How many of the lines below contain the word "StepId"? Only the number is wanted.
Task inputs Start Marker
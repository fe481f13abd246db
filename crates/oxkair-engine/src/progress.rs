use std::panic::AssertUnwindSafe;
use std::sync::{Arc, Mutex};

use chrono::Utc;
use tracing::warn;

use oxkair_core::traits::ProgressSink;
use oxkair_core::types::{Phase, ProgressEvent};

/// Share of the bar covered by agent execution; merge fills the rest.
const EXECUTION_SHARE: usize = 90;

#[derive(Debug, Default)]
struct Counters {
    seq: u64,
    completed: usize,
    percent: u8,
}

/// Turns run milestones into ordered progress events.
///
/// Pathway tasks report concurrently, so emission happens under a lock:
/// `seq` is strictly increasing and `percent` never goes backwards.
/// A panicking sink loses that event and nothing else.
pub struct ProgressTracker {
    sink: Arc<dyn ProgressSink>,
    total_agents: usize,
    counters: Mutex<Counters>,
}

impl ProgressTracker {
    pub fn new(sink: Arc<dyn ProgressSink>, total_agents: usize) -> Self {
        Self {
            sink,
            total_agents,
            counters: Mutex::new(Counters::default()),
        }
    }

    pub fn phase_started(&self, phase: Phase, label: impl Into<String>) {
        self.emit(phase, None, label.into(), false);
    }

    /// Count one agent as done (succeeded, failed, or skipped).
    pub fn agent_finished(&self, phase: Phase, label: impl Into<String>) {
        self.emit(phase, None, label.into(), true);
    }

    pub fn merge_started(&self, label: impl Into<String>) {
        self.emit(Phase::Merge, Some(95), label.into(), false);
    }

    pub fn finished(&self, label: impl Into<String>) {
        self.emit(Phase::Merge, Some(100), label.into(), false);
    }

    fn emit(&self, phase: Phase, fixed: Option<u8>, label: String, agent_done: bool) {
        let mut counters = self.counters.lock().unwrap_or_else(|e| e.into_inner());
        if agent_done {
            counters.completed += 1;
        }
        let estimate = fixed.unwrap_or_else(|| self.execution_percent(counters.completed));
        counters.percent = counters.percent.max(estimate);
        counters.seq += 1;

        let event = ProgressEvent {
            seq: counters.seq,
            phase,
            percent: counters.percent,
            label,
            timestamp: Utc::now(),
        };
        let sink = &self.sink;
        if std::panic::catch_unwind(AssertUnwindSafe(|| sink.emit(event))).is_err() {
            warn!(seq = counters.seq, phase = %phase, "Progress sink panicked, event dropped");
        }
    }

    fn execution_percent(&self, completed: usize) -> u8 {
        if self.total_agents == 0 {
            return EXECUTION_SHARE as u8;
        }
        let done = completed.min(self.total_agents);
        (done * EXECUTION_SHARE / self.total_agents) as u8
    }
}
Task inputs End Marker
Task inputs Start Marker
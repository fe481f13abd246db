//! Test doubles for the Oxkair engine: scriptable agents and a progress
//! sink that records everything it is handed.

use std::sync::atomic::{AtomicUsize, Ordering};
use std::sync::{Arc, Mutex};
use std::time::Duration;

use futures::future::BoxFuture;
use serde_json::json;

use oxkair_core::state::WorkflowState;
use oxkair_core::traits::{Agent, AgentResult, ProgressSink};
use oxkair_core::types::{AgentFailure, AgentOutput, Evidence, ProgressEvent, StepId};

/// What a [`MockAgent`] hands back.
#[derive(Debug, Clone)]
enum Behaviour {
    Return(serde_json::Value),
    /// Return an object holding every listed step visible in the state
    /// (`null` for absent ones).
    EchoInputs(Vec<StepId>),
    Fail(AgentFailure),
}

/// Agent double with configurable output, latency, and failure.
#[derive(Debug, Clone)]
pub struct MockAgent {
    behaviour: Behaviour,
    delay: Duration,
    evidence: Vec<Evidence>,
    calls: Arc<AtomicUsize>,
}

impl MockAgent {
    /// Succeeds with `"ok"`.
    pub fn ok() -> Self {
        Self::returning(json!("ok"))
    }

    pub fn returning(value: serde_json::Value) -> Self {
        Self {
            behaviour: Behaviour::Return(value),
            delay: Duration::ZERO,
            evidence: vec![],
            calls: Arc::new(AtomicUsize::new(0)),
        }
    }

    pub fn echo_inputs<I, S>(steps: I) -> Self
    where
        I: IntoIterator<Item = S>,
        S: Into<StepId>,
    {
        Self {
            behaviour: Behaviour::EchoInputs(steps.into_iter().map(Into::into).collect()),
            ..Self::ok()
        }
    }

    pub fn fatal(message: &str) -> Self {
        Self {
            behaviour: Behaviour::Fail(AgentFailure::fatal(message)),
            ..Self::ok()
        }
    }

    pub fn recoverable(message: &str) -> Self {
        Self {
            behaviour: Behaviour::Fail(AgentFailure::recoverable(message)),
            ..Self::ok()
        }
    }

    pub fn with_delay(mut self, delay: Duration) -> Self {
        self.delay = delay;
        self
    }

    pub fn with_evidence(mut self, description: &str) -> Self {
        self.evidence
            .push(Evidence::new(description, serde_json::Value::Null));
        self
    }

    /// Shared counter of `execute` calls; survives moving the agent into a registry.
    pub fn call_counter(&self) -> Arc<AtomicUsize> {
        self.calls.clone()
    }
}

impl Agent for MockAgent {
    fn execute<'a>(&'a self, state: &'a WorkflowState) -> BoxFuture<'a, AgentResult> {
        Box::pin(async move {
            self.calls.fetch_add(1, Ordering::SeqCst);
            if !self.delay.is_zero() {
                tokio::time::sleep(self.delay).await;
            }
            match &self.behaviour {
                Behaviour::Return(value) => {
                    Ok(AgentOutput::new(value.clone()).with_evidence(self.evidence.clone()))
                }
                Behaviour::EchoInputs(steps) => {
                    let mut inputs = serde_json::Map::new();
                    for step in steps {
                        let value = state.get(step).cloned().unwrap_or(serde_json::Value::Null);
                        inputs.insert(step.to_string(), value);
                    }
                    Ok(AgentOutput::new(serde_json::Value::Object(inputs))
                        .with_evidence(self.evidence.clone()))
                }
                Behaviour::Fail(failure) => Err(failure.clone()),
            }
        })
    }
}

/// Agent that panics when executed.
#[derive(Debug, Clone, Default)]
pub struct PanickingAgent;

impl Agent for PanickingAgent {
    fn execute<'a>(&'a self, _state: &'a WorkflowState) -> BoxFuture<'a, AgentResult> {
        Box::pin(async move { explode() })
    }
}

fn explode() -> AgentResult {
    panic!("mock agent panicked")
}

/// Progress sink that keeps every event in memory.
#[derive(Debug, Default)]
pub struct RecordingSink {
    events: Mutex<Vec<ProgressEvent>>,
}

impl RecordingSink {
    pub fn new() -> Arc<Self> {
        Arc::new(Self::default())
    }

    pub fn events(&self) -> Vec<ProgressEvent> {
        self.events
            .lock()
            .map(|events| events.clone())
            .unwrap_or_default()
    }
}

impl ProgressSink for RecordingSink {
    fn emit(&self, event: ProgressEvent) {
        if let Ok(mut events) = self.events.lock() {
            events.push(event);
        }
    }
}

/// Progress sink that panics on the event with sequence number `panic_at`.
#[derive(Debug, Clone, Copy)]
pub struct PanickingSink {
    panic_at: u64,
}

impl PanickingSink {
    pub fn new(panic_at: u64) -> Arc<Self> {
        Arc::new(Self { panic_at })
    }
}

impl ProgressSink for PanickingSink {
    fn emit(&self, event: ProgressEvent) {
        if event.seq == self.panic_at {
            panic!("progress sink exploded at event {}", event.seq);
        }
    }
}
Task inputs End Marker
*The completed task:* 3